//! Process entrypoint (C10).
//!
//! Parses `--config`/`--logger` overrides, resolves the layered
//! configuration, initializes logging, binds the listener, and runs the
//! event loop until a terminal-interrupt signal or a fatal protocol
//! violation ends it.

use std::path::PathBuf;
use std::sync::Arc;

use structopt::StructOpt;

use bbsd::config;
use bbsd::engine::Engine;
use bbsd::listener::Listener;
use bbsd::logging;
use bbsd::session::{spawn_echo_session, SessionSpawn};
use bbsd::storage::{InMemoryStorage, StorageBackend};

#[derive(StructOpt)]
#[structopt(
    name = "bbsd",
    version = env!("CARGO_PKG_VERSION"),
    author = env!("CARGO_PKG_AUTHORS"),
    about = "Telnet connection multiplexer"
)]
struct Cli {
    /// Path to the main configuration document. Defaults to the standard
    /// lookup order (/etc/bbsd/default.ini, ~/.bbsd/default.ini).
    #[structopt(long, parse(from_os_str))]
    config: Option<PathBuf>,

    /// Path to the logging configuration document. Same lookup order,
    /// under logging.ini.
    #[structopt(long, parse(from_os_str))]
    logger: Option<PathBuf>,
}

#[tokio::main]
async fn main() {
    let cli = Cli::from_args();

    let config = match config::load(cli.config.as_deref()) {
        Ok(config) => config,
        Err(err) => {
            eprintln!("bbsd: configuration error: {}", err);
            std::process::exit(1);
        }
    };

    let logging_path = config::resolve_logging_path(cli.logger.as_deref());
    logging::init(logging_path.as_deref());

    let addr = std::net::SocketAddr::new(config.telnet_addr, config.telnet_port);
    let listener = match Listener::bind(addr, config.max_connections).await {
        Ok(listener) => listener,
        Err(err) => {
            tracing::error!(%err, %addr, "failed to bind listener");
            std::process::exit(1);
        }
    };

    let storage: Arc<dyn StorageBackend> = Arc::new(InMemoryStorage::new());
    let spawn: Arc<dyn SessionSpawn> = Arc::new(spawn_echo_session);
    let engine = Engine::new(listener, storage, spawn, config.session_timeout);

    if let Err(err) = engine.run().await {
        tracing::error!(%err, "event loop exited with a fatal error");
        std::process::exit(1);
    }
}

---

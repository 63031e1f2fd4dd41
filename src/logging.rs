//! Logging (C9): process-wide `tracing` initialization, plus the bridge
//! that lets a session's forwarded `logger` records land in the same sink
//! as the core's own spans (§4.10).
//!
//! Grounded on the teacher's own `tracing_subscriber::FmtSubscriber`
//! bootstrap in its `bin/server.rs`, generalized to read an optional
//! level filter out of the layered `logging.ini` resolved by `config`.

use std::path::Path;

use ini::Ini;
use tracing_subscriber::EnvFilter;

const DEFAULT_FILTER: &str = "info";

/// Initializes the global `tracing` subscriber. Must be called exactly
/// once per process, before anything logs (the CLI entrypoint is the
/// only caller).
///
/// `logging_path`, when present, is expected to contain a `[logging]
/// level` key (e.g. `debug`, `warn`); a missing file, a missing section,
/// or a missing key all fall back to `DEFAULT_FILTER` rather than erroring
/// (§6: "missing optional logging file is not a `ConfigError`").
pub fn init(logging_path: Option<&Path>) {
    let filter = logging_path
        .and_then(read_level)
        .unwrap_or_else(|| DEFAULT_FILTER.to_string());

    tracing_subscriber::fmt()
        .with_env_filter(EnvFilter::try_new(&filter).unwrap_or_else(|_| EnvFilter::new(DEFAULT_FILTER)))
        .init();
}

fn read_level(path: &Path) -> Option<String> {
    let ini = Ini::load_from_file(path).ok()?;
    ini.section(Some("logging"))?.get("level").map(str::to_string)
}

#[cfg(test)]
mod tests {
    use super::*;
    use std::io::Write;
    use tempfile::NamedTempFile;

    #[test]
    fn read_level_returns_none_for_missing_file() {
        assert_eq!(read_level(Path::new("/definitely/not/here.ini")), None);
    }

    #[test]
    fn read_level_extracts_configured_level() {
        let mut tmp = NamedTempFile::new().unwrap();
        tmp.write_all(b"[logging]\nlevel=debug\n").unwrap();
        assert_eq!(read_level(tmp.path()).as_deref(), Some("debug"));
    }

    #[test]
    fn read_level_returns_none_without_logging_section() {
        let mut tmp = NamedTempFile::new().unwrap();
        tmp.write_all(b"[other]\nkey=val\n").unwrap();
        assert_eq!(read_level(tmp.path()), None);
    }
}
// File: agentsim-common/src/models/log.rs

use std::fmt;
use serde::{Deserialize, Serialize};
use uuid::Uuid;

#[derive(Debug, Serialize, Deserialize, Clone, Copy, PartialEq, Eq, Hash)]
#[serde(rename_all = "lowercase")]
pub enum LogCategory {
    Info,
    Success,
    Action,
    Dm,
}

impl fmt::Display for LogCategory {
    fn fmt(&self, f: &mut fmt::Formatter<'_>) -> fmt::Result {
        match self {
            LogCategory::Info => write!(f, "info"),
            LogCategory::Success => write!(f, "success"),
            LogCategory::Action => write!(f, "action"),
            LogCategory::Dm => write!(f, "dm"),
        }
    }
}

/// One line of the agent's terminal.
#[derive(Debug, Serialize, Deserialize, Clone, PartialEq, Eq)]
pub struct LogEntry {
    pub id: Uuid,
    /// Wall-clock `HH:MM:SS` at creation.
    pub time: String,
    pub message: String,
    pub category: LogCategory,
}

▸ Work instruction:
Look through the records for the string "listener". Copy every line that has it.

▸ Output:
//! configuration, initializes logging, binds the listener, and runs the
use bbsd::listener::Listener;
    let listener = match Listener::bind(addr, config.max_connections).await {
        Ok(listener) => listener,
            tracing::error!(%err, %addr, "failed to bind listener");
    let engine = Engine::new(listener, storage, spawn, config.session_timeout);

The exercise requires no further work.